• _EXERCISE INSTRUCTIONS_
Search the entries for the word "FailureKind" and report each line that has it.
*** DATASET RECORDS Section Begins ***
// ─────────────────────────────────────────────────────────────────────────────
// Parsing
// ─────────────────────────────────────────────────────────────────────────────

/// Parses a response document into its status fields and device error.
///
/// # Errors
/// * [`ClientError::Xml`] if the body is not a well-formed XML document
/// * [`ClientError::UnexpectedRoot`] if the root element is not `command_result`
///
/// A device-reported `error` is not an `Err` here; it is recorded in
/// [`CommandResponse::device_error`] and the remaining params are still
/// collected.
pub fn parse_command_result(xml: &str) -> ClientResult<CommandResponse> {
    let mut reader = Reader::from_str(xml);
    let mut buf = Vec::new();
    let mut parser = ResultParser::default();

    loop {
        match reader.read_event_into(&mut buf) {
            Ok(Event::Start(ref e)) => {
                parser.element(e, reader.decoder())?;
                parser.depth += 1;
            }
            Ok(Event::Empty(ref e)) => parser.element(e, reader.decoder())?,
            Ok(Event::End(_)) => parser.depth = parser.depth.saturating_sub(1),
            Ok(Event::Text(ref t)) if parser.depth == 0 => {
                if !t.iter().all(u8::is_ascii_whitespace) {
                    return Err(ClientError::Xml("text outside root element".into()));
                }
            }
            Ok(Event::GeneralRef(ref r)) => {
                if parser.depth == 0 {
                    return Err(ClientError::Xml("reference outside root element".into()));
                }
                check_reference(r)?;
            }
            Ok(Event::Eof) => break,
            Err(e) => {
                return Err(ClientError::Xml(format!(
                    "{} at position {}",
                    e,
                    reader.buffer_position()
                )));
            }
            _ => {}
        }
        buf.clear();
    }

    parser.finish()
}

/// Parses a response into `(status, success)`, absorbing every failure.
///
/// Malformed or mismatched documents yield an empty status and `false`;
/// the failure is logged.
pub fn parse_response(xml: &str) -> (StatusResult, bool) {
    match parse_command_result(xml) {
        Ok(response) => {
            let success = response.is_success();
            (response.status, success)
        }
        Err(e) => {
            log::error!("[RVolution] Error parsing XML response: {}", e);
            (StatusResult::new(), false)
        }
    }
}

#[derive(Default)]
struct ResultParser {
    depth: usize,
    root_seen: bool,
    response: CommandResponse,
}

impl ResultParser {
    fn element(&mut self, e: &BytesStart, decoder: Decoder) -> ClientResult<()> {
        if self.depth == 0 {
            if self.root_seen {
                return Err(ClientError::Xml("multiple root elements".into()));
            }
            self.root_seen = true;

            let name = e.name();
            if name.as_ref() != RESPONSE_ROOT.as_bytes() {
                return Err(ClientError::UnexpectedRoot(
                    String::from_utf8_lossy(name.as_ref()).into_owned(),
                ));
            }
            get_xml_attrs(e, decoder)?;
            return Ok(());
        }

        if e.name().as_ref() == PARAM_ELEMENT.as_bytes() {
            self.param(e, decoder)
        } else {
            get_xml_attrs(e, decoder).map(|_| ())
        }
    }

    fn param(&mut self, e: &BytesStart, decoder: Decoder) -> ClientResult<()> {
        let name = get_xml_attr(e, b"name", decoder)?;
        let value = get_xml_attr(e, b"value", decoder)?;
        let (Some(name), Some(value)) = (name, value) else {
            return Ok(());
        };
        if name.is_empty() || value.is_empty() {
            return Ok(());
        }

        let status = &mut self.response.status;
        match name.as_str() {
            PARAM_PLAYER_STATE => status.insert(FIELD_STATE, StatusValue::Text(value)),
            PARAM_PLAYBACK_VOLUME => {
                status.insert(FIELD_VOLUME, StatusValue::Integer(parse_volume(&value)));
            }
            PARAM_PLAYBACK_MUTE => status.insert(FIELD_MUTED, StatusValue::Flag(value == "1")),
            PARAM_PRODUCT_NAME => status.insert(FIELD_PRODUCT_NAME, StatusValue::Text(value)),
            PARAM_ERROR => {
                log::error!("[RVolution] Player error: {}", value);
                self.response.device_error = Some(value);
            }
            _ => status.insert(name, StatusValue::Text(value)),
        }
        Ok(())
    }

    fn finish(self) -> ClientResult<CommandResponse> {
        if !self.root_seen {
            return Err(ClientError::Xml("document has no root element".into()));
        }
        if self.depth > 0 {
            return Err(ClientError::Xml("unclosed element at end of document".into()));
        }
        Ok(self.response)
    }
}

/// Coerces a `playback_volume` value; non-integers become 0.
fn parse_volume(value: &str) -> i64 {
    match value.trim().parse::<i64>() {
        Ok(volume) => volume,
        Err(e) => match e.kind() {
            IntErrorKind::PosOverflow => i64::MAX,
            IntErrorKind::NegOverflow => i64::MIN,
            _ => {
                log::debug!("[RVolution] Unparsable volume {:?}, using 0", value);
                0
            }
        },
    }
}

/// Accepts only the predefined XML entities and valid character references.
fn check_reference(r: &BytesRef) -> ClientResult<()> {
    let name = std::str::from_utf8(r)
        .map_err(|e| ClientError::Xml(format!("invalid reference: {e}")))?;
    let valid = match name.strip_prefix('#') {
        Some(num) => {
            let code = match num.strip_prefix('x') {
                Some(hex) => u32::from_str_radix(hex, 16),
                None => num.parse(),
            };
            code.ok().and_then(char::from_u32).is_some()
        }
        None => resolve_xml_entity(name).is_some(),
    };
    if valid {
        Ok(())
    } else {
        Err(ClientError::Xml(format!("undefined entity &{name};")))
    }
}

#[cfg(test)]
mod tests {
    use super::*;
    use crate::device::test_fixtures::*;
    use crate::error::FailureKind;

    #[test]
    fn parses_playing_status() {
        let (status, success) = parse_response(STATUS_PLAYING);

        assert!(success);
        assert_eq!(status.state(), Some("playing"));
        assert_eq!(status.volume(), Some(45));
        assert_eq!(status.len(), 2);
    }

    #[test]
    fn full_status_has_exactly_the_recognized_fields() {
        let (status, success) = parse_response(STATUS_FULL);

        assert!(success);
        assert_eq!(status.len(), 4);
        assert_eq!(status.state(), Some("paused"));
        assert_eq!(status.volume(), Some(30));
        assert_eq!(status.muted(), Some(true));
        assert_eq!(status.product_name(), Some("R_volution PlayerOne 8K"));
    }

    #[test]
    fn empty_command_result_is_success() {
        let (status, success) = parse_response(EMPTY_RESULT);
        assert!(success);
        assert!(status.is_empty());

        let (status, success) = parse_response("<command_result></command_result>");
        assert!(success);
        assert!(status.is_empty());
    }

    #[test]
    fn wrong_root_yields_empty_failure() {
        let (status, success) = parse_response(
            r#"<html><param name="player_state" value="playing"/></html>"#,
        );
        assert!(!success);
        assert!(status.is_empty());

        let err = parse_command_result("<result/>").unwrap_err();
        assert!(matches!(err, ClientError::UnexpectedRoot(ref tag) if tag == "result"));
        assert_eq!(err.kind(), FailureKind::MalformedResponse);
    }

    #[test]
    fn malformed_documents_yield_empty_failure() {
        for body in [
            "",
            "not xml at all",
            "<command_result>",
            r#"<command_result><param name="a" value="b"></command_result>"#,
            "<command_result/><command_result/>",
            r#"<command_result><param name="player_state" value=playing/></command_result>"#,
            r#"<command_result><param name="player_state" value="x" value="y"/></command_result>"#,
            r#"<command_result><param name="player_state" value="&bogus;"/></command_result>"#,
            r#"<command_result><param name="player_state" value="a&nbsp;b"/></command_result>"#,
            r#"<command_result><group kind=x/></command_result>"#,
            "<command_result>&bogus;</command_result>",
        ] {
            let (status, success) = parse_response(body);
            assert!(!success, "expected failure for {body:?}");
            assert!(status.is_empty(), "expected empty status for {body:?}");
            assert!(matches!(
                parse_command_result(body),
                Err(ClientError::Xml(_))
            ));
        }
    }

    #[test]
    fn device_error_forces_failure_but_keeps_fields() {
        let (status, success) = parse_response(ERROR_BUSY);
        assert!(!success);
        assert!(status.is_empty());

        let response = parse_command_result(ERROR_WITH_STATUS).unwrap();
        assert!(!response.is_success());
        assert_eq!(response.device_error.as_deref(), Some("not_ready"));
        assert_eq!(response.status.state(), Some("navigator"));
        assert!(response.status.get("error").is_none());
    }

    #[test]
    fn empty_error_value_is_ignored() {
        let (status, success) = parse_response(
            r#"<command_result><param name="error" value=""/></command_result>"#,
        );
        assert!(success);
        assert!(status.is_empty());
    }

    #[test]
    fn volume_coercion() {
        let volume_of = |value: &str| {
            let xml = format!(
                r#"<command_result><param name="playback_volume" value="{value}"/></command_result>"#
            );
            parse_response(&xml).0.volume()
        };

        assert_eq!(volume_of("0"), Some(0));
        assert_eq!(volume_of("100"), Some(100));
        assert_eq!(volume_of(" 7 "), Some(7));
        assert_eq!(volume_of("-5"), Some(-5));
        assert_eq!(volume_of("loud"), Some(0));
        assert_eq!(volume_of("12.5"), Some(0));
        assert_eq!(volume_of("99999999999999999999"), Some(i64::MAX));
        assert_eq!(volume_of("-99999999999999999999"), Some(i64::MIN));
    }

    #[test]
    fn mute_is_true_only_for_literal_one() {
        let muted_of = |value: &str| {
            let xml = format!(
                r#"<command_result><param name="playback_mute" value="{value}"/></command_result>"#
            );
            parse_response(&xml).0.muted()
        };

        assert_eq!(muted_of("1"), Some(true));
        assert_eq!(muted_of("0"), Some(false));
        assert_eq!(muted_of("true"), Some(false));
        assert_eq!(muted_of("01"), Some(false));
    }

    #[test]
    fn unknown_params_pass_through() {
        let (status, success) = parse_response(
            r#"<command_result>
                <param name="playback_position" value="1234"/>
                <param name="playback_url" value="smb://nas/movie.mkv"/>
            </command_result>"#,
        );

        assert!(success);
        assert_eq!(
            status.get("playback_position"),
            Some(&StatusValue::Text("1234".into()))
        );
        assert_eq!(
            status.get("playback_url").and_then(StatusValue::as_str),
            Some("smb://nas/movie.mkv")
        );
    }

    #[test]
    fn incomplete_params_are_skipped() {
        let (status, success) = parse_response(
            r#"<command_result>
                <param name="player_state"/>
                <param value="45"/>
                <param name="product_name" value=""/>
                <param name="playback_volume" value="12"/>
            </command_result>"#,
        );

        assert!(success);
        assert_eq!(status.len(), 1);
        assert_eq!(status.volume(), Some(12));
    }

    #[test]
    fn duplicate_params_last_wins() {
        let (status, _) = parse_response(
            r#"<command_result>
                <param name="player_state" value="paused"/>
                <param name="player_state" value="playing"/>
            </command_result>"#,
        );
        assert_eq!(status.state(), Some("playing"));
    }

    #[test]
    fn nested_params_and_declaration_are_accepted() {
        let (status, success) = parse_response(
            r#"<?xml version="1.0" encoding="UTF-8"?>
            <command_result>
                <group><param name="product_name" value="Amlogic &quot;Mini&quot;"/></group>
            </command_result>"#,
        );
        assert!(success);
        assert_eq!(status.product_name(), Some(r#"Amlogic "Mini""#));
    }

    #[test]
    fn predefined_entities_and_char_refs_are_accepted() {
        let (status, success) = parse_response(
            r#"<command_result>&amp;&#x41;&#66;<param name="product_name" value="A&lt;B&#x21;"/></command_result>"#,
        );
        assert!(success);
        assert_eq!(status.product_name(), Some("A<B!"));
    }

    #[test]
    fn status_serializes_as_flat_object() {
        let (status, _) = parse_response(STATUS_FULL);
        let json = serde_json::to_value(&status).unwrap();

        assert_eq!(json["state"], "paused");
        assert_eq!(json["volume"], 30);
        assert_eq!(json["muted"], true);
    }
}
*** DATASET RECORDS Section Ends ***
• _YOUR SOLUTION_
    use crate::error::FailureKind;
        assert_eq!(err.kind(), FailureKind::MalformedResponse);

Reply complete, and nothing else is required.